A network with two input nodes, two middle nodes with the bias 1 and 2 respectively, and an output node with a bias of 0. The first input node has two outgoing edges connecting to each of the middle nodes. The edge connecting to the node with bias 1 has weight 2, and the edge connecting to the node with bias 2 has weight 1. The second input node also has two outgoing edges to each of the middle nodes with weight 2 connecting to the node with bias 1 and weight 3 connecting to the node with bias 2. Both of the middle nodes have one outgoing edge connecting to the output node with weight 0, and both of them have weight 1.

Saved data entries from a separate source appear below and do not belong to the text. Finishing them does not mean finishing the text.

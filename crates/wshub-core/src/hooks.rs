//! Application lifecycle hooks.
//!
//! Hooks run inline on connection tasks, so they should return quickly.
//! Hand long-running work off to another task.

use std::fmt;
use std::net::SocketAddr;

use crate::id::ConnectionId;
use crate::payload::Payload;

/// Metadata of an inbound connection request, before any upgrade.
#[derive(Debug, Clone, Default)]
pub struct RequestMeta {
    /// Request path, e.g. `/ws`
    pub path: String,
    /// Raw query string without the leading `?`
    pub query: Option<String>,
    /// Peer address, when the listener provides it
    pub remote_addr: Option<SocketAddr>,
    /// Request headers as (lowercase name, value) pairs
    pub headers: Vec<(String, String)>,
}

impl RequestMeta {
    /// First header value with the given name (case-insensitive).
    pub fn header(&self, name: &str) -> Option<&str> {
        self.headers
            .iter()
            .find(|(key, _)| key.eq_ignore_ascii_case(name))
            .map(|(_, value)| value.as_str())
    }

    /// Value of a query parameter, without percent-decoding.
    pub fn query_param(&self, name: &str) -> Option<&str> {
        self.query
            .as_deref()?
            .split('&')
            .filter_map(|pair| pair.split_once('=').or(Some((pair, ""))))
            .find(|(key, _)| *key == name)
            .map(|(_, value)| value)
    }
}

/// Result of the admission hook.
#[derive(Debug, Clone, Copy, PartialEq, Eq)]
pub enum Admission {
    Admit,
    /// Refuse the request with this HTTP status code.
    Reject(u16),
}

/// Why a connection was closed.
#[derive(Debug, Clone, Copy, PartialEq, Eq, Hash)]
pub enum CloseReason {
    /// The peer closed the channel
    PeerClosed,
    /// Reading from the transport failed
    ReceiveError,
    /// No inbound activity within the idle timeout
    IdleTimeout,
    /// Closed through `Hub::close`
    Requested,
    /// Closed because the server is stopping
    Shutdown,
}

impl CloseReason {
    pub fn as_str(&self) -> &'static str {
        match self {
            Self::PeerClosed => "peer_closed",
            Self::ReceiveError => "receive_error",
            Self::IdleTimeout => "idle_timeout",
            Self::Requested => "requested",
            Self::Shutdown => "shutdown",
        }
    }
}

impl fmt::Display for CloseReason {
    fn fmt(&self, f: &mut fmt::Formatter<'_>) -> fmt::Result {
        f.write_str(self.as_str())
    }
}

/// Callbacks invoked by the hub. Every method has a no-op default;
/// admission defaults to admitting everyone.
pub trait Hooks: Send + Sync + 'static {
    /// Decide whether to accept a connection request.
    fn on_open(&self, _request: &RequestMeta) -> Admission {
        Admission::Admit
    }

    /// A message arrived on connection `id`.
    fn on_message(&self, _id: ConnectionId, _payload: Payload) {}

    /// Connection `id` has been closed and removed from the registry.
    fn on_close(&self, _id: ConnectionId, _reason: CloseReason) {}
}

/// Hooks that do nothing and admit everyone.
#[derive(Debug, Clone, Copy, Default)]
pub struct NoopHooks;

impl Hooks for NoopHooks {}

type OpenFn = Box<dyn Fn(&RequestMeta) -> Admission + Send + Sync>;
type MessageFn = Box<dyn Fn(ConnectionId, Payload) + Send + Sync>;
type CloseFn = Box<dyn Fn(ConnectionId, CloseReason) + Send + Sync>;

/// Closure-based hooks with three optional slots.
///
/// ```ignore
/// let hooks = Callbacks::new()
///     .with_message(|id, payload| println!("{id}: {payload:?}"))
///     .with_close(|id, reason| println!("{id} closed ({reason})"));
/// ```
#[derive(Default)]
pub struct Callbacks {
    open: Option<OpenFn>,
    message: Option<MessageFn>,
    close: Option<CloseFn>,
}

impl Callbacks {
    pub fn new() -> Self {
        Self::default()
    }

    pub fn with_open(mut self, f: impl Fn(&RequestMeta) -> Admission + Send + Sync + 'static) -> Self {
        self.open = Some(Box::new(f));
        self
    }

    pub fn with_message(mut self, f: impl Fn(ConnectionId, Payload) + Send + Sync + 'static) -> Self {
        self.message = Some(Box::new(f));
        self
    }

    pub fn with_close(mut self, f: impl Fn(ConnectionId, CloseReason) + Send + Sync + 'static) -> Self {
        self.close = Some(Box::new(f));
        self
    }
}

impl Hooks for Callbacks {
    fn on_open(&self, request: &RequestMeta) -> Admission {
        self.open.as_ref().map_or(Admission::Admit, |f| f(request))
    }

    fn on_message(&self, id: ConnectionId, payload: Payload) {
        if let Some(f) = &self.message {
            f(id, payload);
        }
    }

    fn on_close(&self, id: ConnectionId, reason: CloseReason) {
        if let Some(f) = &self.close {
            f(id, reason);
        }
    }
}

impl fmt::Debug for Callbacks {
    fn fmt(&self, f: &mut fmt::Formatter<'_>) -> fmt::Result {
        f.debug_struct("Callbacks")
            .field("on_open", &self.open.is_some())
            .field("on_message", &self.message.is_some())
            .field("on_close", &self.close.is_some())
            .finish()
    }
}
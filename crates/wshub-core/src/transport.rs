//! Transport boundary.
//!
//! A transport hands the hub one established duplex channel per peer,
//! already split into a send half (owned by the registry) and a receive
//! half (owned by the connection's receive loop). Framing and handshake
//! are the transport's business.

use std::future::Future;

use crate::error::TransportError;
use crate::payload::Payload;

/// Send half of a connection. Shared between the registry and callers of
/// `Hub::send`, so every method takes `&self`.
pub trait MessageSink: Send + Sync + 'static {
    /// Write one message to the peer.
    fn send(&self, payload: Payload) -> impl Future<Output = Result<(), TransportError>> + Send;

    /// Close the channel. Must tolerate being called more than once.
    fn close(&self) -> impl Future<Output = ()> + Send;
}

/// Receive half of a connection.
pub trait MessageStream: Send + 'static {
    /// Wait for the next message.
    ///
    /// `None` means the peer closed the channel; `Some(Err(_))` is a
    /// read or protocol failure. Both end the connection.
    fn receive(&mut self) -> impl Future<Output = Option<Result<Payload, TransportError>>> + Send;
}
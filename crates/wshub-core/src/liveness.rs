//! Per-connection idle deadline and the monitor that enforces it.

use std::time::Duration;

use parking_lot::Mutex;
use tokio::time::{Instant, sleep_until};
use tokio_util::sync::CancellationToken;

/// Liveness deadline for one connection.
///
/// With no timeout configured there is no deadline and the connection is
/// never considered idle.
#[derive(Debug)]
pub struct Liveness {
    timeout: Option<Duration>,
    deadline: Mutex<Option<Instant>>,
}

/// How a monitor run ended.
#[derive(Debug, Clone, Copy, PartialEq, Eq)]
pub enum MonitorOutcome {
    /// The deadline passed with no activity. The caller must close the connection.
    Expired,
    /// The connection was closed by someone else first.
    Cancelled,
}

impl Liveness {
    /// Arm the deadline at `now + timeout`.
    pub fn new(timeout: Option<Duration>) -> Self {
        Self {
            timeout,
            deadline: Mutex::new(timeout.map(|t| Instant::now() + t)),
        }
    }

    pub fn timeout(&self) -> Option<Duration> {
        self.timeout
    }

    pub fn deadline(&self) -> Option<Instant> {
        *self.deadline.lock()
    }

    /// Record inbound activity, pushing the deadline out to `now + timeout`.
    pub fn touch(&self) {
        if let Some(timeout) = self.timeout {
            *self.deadline.lock() = Some(Instant::now() + timeout);
        }
    }

    pub fn is_expired(&self, now: Instant) -> bool {
        self.deadline().is_some_and(|deadline| now >= deadline)
    }

    /// Wait until the deadline passes without being pushed out, or until
    /// `cancel` fires.
    ///
    /// The timer is re-armed lazily: on wake-up the current deadline is
    /// re-read, and if activity moved it forward the monitor sleeps again.
    pub async fn monitor(&self, cancel: &CancellationToken) -> MonitorOutcome {
        loop {
            let Some(deadline) = self.deadline() else {
                cancel.cancelled().await;
                return MonitorOutcome::Cancelled;
            };

            tokio::select! {
                biased;
                () = cancel.cancelled() => return MonitorOutcome::Cancelled,
                () = sleep_until(deadline) => {
                    if self.is_expired(Instant::now()) {
                        return MonitorOutcome::Expired;
                    }
                }
            }
        }
    }
}
//! JSON file session store.
//!
//! Plays the role of the browser cookie: the record carries its own expiry and
//! an expired record reads as "no session".

use std::fs;
use std::path::{Path, PathBuf};

use chrono::{DateTime, Duration, Utc};
use leleku_core::error::SessionError;
use leleku_core::session::SessionStore;
use log::warn;
use serde::{Deserialize, Serialize};

#[derive(Debug, Serialize, Deserialize)]
struct SessionRecord {
    token: String,
    expires_at: DateTime<Utc>,
}

#[derive(Debug, Clone)]
pub struct FileSession {
    path: PathBuf,
}

impl FileSession {
    pub fn new(path: impl AsRef<Path>) -> Self {
        Self {
            path: path.as_ref().to_path_buf(),
        }
    }

    fn read(&self) -> Result<Option<SessionRecord>, SessionError> {
        if !self.path.exists() {
            return Ok(None);
        }
        let text = fs::read_to_string(&self.path)?;
        Ok(Some(serde_json::from_str(&text)?))
    }
}

impl SessionStore for FileSession {
    fn token(&self) -> Option<String> {
        match self.read() {
            Ok(Some(record)) if record.expires_at > Utc::now() => Some(record.token),
            Ok(_) => None,
            Err(e) => {
                warn!("ignoring session file {}: {}", self.path.display(), e);
                None
            }
        }
    }

    fn save(&self, token: &str, ttl: Duration) -> Result<(), SessionError> {
        let record = SessionRecord {
            token: token.to_string(),
            expires_at: Utc::now() + ttl,
        };
        fs::write(&self.path, serde_json::to_string_pretty(&record)?)?;
        Ok(())
    }

    fn clear(&self) {
        if let Err(e) = fs::remove_file(&self.path) {
            if e.kind() != std::io::ErrorKind::NotFound {
                warn!("could not remove {}: {}", self.path.display(), e);
            }
        }
    }
}

#[cfg(test)]
mod tests {
    use super::*;

    #[test]
    fn test_save_then_read() {
        let dir = tempfile::tempdir().unwrap();
        let store = FileSession::new(dir.path().join("session.json"));
        assert_eq!(store.token(), None);

        store.save("jwt.abc", Duration::days(1)).unwrap();
        assert_eq!(store.token().as_deref(), Some("jwt.abc"));

        store.clear();
        assert_eq!(store.token(), None);
        // Clearing twice is fine
        store.clear();
    }

    #[test]
    fn test_expired_record_reads_as_absent() {
        let dir = tempfile::tempdir().unwrap();
        let store = FileSession::new(dir.path().join("session.json"));
        store.save("jwt.old", Duration::seconds(-5)).unwrap();
        assert_eq!(store.token(), None);
    }

    #[test]
    fn test_corrupt_file_reads_as_absent() {
        let dir = tempfile::tempdir().unwrap();
        let path = dir.path().join("session.json");
        fs::write(&path, "not json").unwrap();
        assert_eq!(FileSession::new(&path).token(), None);
    }
}
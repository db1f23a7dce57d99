//! Mount point for one D3 chart.

use dioxus::prelude::*;

/// Props for ChartContainer
#[derive(Props, Clone, PartialEq)]
pub struct ChartContainerProps {
    /// The DOM id for the chart container (D3 will render into this)
    pub id: String,
}

/// A fixed-height div that D3 renders into.
#[component]
pub fn ChartContainer(props: ChartContainerProps) -> Element {
    rsx! {
        div {
            style: "min-height: 250px; position: relative; width: 100%;",
            div {
                id: "{props.id}",
                style: "width: 100%;",
            }
        }
    }
}
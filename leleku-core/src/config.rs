//! Backend location and token lifetime.

use chrono::Duration;
use log::warn;

pub const DEFAULT_BACKEND_URL: &str = "http://localhost:3000";
pub const DEFAULT_TOKEN_EXPIRY_DAYS: u32 = 1;

/// Name of the push event carrying sensor updates.
pub const SENSOR_EVENT: &str = "getDataSensor";

#[derive(Debug, Clone, PartialEq)]
pub struct AppConfig {
    /// Base URL of the backend, without trailing slash
    pub backend_url: String,
    /// Lifetime of the session cookie, in days
    pub token_expiry_days: u32,
}

impl Default for AppConfig {
    fn default() -> Self {
        Self {
            backend_url: DEFAULT_BACKEND_URL.to_string(),
            token_expiry_days: DEFAULT_TOKEN_EXPIRY_DAYS,
        }
    }
}

impl AppConfig {
    /// Build from optional raw values (environment variables, flags).
    /// Missing or unparsable values fall back to the defaults.
    pub fn from_values(backend_url: Option<&str>, token_expiry_days: Option<&str>) -> Self {
        let backend_url = backend_url
            .map(|url| url.trim().trim_end_matches('/'))
            .filter(|url| !url.is_empty())
            .unwrap_or(DEFAULT_BACKEND_URL)
            .to_string();

        let token_expiry_days = match token_expiry_days.map(|d| d.trim().parse::<u32>()) {
            Some(Ok(days)) if days > 0 => days,
            Some(_) => {
                warn!("invalid token expiry, using {} day(s)", DEFAULT_TOKEN_EXPIRY_DAYS);
                DEFAULT_TOKEN_EXPIRY_DAYS
            }
            None => DEFAULT_TOKEN_EXPIRY_DAYS,
        };

        Self {
            backend_url,
            token_expiry_days,
        }
    }

    pub fn token_ttl(&self) -> Duration {
        Duration::days(i64::from(self.token_expiry_days))
    }

    /// Absolute URL for an API path such as `/login`.
    pub fn endpoint(&self, path: &str) -> String {
        format!("{}/{}", self.backend_url, path.trim_start_matches('/'))
    }
}
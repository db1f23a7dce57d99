//! Redirects in a terminal: remembered and logged, nothing else.

use std::cell::Cell;

use leleku_core::session::{Navigate, Page};
use log::info;

#[derive(Debug, Default)]
pub struct ConsoleNav {
    last: Cell<Option<Page>>,
}

impl ConsoleNav {
    /// The most recent redirect, if any.
    pub fn last(&self) -> Option<Page> {
        self.last.get()
    }
}

impl Navigate for ConsoleNav {
    fn go_to(&self, page: Page) {
        info!("redirect -> {:?}", page);
        self.last.set(Some(page));
    }
}
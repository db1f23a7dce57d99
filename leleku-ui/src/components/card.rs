//! Bordered card shell shared by the dashboard tiles.

use dioxus::prelude::*;

#[derive(Props, Clone, PartialEq)]
pub struct CardProps {
    /// Extra inline style appended after the default card style
    #[props(default = String::new())]
    pub style: String,
    pub children: Element,
}

#[component]
pub fn Card(props: CardProps) -> Element {
    rsx! {
        div {
            style: "border: 1px solid #e2e8f0; border-radius: 12px; padding: 20px; background: #ffffff; {props.style}",
            {props.children}
        }
    }
}
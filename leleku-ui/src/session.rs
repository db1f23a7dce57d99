//! Cookie-backed session store.
//!
//! The token lives in a `token` cookie with an `expires` attribute, so the
//! browser drops it when it expires and `token()` simply stops finding it.

use chrono::{Duration, Utc};
use leleku_core::error::SessionError;
use leleku_core::session::{
    expired_cookie_string, find_cookie, set_cookie_string, SessionStore, TOKEN_KEY,
};
use wasm_bindgen::JsCast;
use web_sys::HtmlDocument;

#[derive(Debug, Clone, Copy, Default, PartialEq)]
pub struct CookieSession;

fn html_document() -> Option<HtmlDocument> {
    web_sys::window()?
        .document()?
        .dyn_into::<HtmlDocument>()
        .ok()
}

impl SessionStore for CookieSession {
    fn token(&self) -> Option<String> {
        let cookies = html_document()?.cookie().ok()?;
        let raw = find_cookie(&cookies, TOKEN_KEY)?;
        js_sys::decode_uri_component(raw).ok().map(String::from)
    }

    fn save(&self, token: &str, ttl: Duration) -> Result<(), SessionError> {
        let document = html_document()
            .ok_or_else(|| SessionError::Unavailable("no HTML document".to_string()))?;
        let value = String::from(js_sys::encode_uri_component(token));
        let cookie = set_cookie_string(TOKEN_KEY, &value, Utc::now() + ttl);
        document
            .set_cookie(&cookie)
            .map_err(|e| SessionError::Unavailable(format!("{:?}", e)))
    }

    fn clear(&self) {
        if let Some(document) = html_document() {
            let _ = document.set_cookie(&expired_cookie_string(TOKEN_KEY));
        }
    }
}
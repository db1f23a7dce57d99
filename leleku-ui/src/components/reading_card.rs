//! Latest-value card for one sensor series.

use chrono::Local;
use dioxus::prelude::*;
use leleku_core::sensor::SensorSeries;
use leleku_core::view::{reading_time, reading_value};

use super::Card;

#[derive(Props, Clone, PartialEq)]
pub struct ReadingCardProps {
    pub title: String,
    pub series: SensorSeries,
    /// Appended after the value, e.g. "%"
    #[props(default = String::new())]
    pub unit: String,
}

#[component]
pub fn ReadingCard(props: ReadingCardProps) -> Element {
    let value = reading_value(&props.series);
    let value = if props.unit.is_empty() {
        value
    } else {
        format!("{} {}", value, props.unit)
    };
    let updated = reading_time(&props.series, &Local);

    rsx! {
        Card {
            p { style: "margin: 0; font-size: 14px; color: #64748b;", "{props.title}" }
            h2 {
                style: "margin: 4px 0 16px 0; font-size: 28px; font-weight: 600; font-variant-numeric: tabular-nums;",
                "{value}"
            }
            div { style: "font-size: 14px; font-weight: 500;", "Data terakhir diupdate pada:" }
            div { style: "font-size: 14px; color: #64748b;", "{updated}" }
        }
    }
}
//! Dashboard state managed via Dioxus context.
//!
//! `DashboardContext` bundles the reactive signals of one mounted dashboard.
//! The dashboard page provides it with `use_context_provider`, so it is
//! created on mount and dropped on unmount. Child components retrieve it with
//! `use_context::<DashboardContext>()`.

use dioxus::prelude::*;
use leleku_core::dashboard::{reduce, DashboardState, Source};
use leleku_core::sensor::SensorPayload;

#[derive(Clone, Copy)]
pub struct DashboardContext {
    /// Latest snapshot or push update
    pub state: Signal<DashboardState>,
    /// Whether the initial snapshot is still in flight
    pub loading: Signal<bool>,
}

impl DashboardContext {
    /// Create a new context with empty series and a blank detail.
    pub fn new() -> Self {
        Self {
            state: Signal::new(DashboardState::default()),
            loading: Signal::new(true),
        }
    }

    /// Replace the state with an incoming snapshot or push payload.
    pub fn apply(&mut self, payload: SensorPayload, source: Source) {
        let next = reduce(&self.state.peek(), payload, source);
        self.state.set(next);
    }
}

impl Default for DashboardContext {
    fn default() -> Self {
        Self::new()
    }
}
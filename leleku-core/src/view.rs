//! Pure rendering derivations of `DashboardState`.

use chrono::{DateTime, Datelike, TimeZone, Timelike};
use serde::Serialize;

use crate::sensor::{Category, SensorSeries};

/// Placeholder for a missing label or timestamp.
pub const MISSING: &str = "-";

const MONTHS_ID: [&str; 12] = [
    "Januari", "Februari", "Maret", "April", "Mei", "Juni", "Juli", "Agustus", "September",
    "Oktober", "November", "Desember",
];

/// Color treatment of the status card.
#[derive(Debug, Clone, Copy, PartialEq, Eq)]
pub enum StatusTone {
    Green,
    Yellow,
    Red,
    Neutral,
}

impl StatusTone {
    pub fn for_category(category: Option<Category>) -> Self {
        match category {
            Some(Category::Good) => StatusTone::Green,
            Some(Category::Normal) => StatusTone::Yellow,
            Some(Category::Poor) => StatusTone::Red,
            None => StatusTone::Neutral,
        }
    }

    /// Inline style for the card; the neutral tone keeps the default card look.
    pub fn card_style(&self) -> &'static str {
        match self {
            StatusTone::Green => "background: #15803d; border-color: #22c55e; color: #f8fafc;",
            StatusTone::Yellow => "background: #ca8a04; border-color: #eab308; color: #f8fafc;",
            StatusTone::Red => "background: #b91c1c; border-color: #ef4444; color: #f8fafc;",
            StatusTone::Neutral => "",
        }
    }

    /// Secondary text color; tinted cards use light text throughout.
    pub fn muted_color(&self) -> &'static str {
        match self {
            StatusTone::Neutral => "#64748b",
            _ => "#f8fafc",
        }
    }
}

/// Category label for the status card.
pub fn category_label(category: Option<Category>) -> &'static str {
    category.map(|c| c.label()).unwrap_or(MISSING)
}

/// Latest value of a series for a reading card, `0` when empty.
pub fn reading_value(series: &SensorSeries) -> String {
    series
        .latest()
        .map(|r| r.value.to_string())
        .unwrap_or_else(|| "0".to_string())
}

/// Timestamp of the latest reading in long form, or `-`.
pub fn reading_time<Tz: TimeZone>(series: &SensorSeries, tz: &Tz) -> String {
    series
        .latest()
        .map(|r| long_date(&r.recorded_at.with_timezone(tz)))
        .unwrap_or_else(|| MISSING.to_string())
}

/// Chart axis label, e.g. `Mar 1`.
pub fn short_date<Tz: TimeZone>(ts: &DateTime<Tz>) -> String {
    format!("{} {}", month_abbrev(ts.month()), ts.day())
}

/// Card timestamp, e.g. `1 Maret 2025, 09:05`.
pub fn long_date<Tz: TimeZone>(ts: &DateTime<Tz>) -> String {
    format!(
        "{} {} {}, {:02}:{:02}",
        ts.day(),
        MONTHS_ID[ts.month0() as usize],
        ts.year(),
        ts.hour(),
        ts.minute()
    )
}

fn month_abbrev(month: u32) -> &'static str {
    match month {
        1 => "Jan",
        2 => "Feb",
        3 => "Mar",
        4 => "Apr",
        5 => "May",
        6 => "Jun",
        7 => "Jul",
        8 => "Aug",
        9 => "Sep",
        10 => "Oct",
        11 => "Nov",
        _ => "Dec",
    }
}

/// One point handed to the D3 area chart.
#[derive(Debug, Clone, PartialEq, Serialize)]
pub struct ChartPoint {
    /// RFC 3339 timestamp, parsed by D3 for the x scale
    pub date: String,
    /// Short month/day label for ticks and the tooltip
    pub label: String,
    pub value: f64,
}

/// Chart input: the series verbatim, in order.
pub fn chart_points<Tz: TimeZone>(series: &SensorSeries, tz: &Tz) -> Vec<ChartPoint> {
    series
        .readings()
        .iter()
        .map(|r| {
            let local = r.recorded_at.with_timezone(tz);
            ChartPoint {
                date: r.recorded_at.to_rfc3339(),
                label: short_date(&local),
                value: r.value,
            }
        })
        .collect()
}

#[cfg(test)]
mod tests {
    use super::*;
    use crate::dashboard::{partition, DashboardState, Source};
    use crate::sensor::{SensorKind, WaterQualityDetail};
    use crate::testing::{at, payload, reading};
    use chrono::{FixedOffset, Utc};
    use serde_json::json;

    #[test]
    fn test_status_tone_by_category() {
        let cases = [
            ("Baik", StatusTone::Green),
            ("Normal", StatusTone::Yellow),
            ("Buruk", StatusTone::Red),
        ];
        for (raw, tone) in cases {
            let state = DashboardState::from_payload(payload(json!([]), Some(raw)), Source::Snapshot);
            assert_eq!(StatusTone::for_category(state.detail.category), tone);
            assert_eq!(category_label(state.detail.category), raw);
            assert!(!tone.card_style().is_empty());
        }

        let state = DashboardState::from_payload(payload(json!([]), None), Source::Snapshot);
        let tone = StatusTone::for_category(state.detail.category);
        assert_eq!(tone, StatusTone::Neutral);
        assert_eq!(tone.card_style(), "");
        assert_eq!(category_label(state.detail.category), MISSING);
        assert_eq!(
            StatusTone::for_category(WaterQualityDetail::default().category),
            StatusTone::Neutral
        );
    }

    #[test]
    fn test_reading_cards() {
        let empty = SensorSeries::default();
        assert_eq!(reading_value(&empty), "0");
        assert_eq!(reading_time(&empty, &Utc), MISSING);

        let readings = [
            reading(SensorKind::Ph, 7.0, "2025-03-01T07:00:00Z"),
            reading(SensorKind::Ph, 7.25, "2025-03-01T09:05:00Z"),
        ];
        let (ph, _) = partition(&readings);
        assert_eq!(reading_value(&ph), "7.25");
        assert_eq!(reading_time(&ph, &Utc), "1 Maret 2025, 09:05");
    }

    #[test]
    fn test_whole_values_print_without_fraction() {
        let readings = [
            reading(SensorKind::Turbidity, 40.0, "2025-03-01T07:00:00Z"),
            reading(SensorKind::Turbidity, 42.0, "2025-03-01T08:00:00Z"),
        ];
        let (_, turbidity) = partition(&readings);
        assert_eq!(reading_value(&turbidity), "42");
    }

    #[test]
    fn test_dates_follow_timezone() {
        let wib = FixedOffset::east_opt(7 * 3600).unwrap();
        let ts = at("2025-12-31T20:30:00Z");
        assert_eq!(short_date(&ts), "Dec 31");
        assert_eq!(short_date(&ts.with_timezone(&wib)), "Jan 1");
        assert_eq!(long_date(&ts.with_timezone(&wib)), "1 Januari 2026, 03:30");
    }

    #[test]
    fn test_chart_points_mirror_series() {
        let readings = [
            reading(SensorKind::Ph, 7.4, "2025-04-02T10:00:00Z"),
            reading(SensorKind::Ph, 7.1, "2025-04-01T10:00:00Z"),
        ];
        let (ph, _) = partition(&readings);
        let points = chart_points(&ph, &Utc);

        assert_eq!(
            points,
            vec![
                ChartPoint {
                    date: "2025-04-01T10:00:00+00:00".into(),
                    label: "Apr 1".into(),
                    value: 7.1,
                },
                ChartPoint {
                    date: "2025-04-02T10:00:00+00:00".into(),
                    label: "Apr 2".into(),
                    value: 7.4,
                },
            ]
        );
    }
}
//! Leleku pond monitoring dashboard
//!
//! Two screens over the Leleku backend:
//! - `/login`: username/password form; stores the session token in a cookie.
//! - `/dashboard`: pH and turbidity cards, the water quality status and two
//!   D3.js area charts, kept live through the `getDataSensor` push event.
//!
//! Backend URL and token lifetime are read at compile time from
//! `LELEKU_BACKEND_URL` and `LELEKU_TOKEN_EXPIRY_DAYS`.

use dioxus::prelude::*;
use dioxus::router::Navigator;
use leleku_core::config::AppConfig;
use leleku_core::session::{Navigate, Page};

mod pages;

use pages::{Dashboard, Login};


/// Application routes
#[derive(Clone, Routable, Debug, PartialEq)]
enum Route {
    #[redirect("/", || Route::Login {})]
    #[route("/login")]
    Login {},
    #[route("/dashboard")]
    Dashboard {},
}

/// `Navigate` over the Dioxus router.
#[derive(Clone, Copy)]
struct RouterNav(Navigator);

impl Navigate for RouterNav {
    fn go_to(&self, page: Page) {
        let route = match page {
            Page::Login => Route::Login {},
            Page::Dashboard => Route::Dashboard {},
        };
        let _ = self.0.push(route);
    }
}

fn build_config() -> AppConfig {
    AppConfig::from_values(
        option_env!("LELEKU_BACKEND_URL"),
        option_env!("LELEKU_TOKEN_EXPIRY_DAYS"),
    )
}

fn main() {
    dioxus_logger::init(dioxus_logger::tracing::Level::INFO).expect("failed to init logger");
    dioxus::launch(App);
}

#[component]
fn App() -> Element {
    use_context_provider(build_config);

    rsx! {
        document::Script { src: "https://cdn.jsdelivr.net/npm/d3@7" }
        div {
            style: "min-height: 100vh; background: #f8fafc; color: #0f172a; font-family: system-ui, -apple-system, sans-serif;",
            Router::<Route> {}
        }
    }
}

For simplicity, we will use a different “squishification function”. Instead of the Sigmoid, we will use the “Step” function \(\sigma(x)\) defined below. All it does is clamp the output to 0 if the weighted sum (including bias) is less than or equal to 0 and the output is 1 if it is positive. The output neuron uses this same function.

\[\begin{split}\sigma(x) = \begin{cases} 0 & x \leq 0 \\ 1 & x > 0\\\end{cases}\end{split}\]

What is the output if we use the input (1, 0) where 1 is the input value to the top neuron and 0 is the input value to the bottom neuron?

Hint: Your output should be an integer.

Your Task

Write your answer down in your own space.

Question 4#

Consider the sklearn code to make a neural network

model = MLPClassifier(hidden_layer_sizes=(3, 4, 3, 1))

True or false , this code specifies a network with the architecture shown in the image below.

A fully connected neural network with 4 layers. The first input layer has 3 nodes, the second layer has 4 nodes, the third has 3 nodes, the fourth output layer has 1 node.

Your Task

Write your answer down in your own space.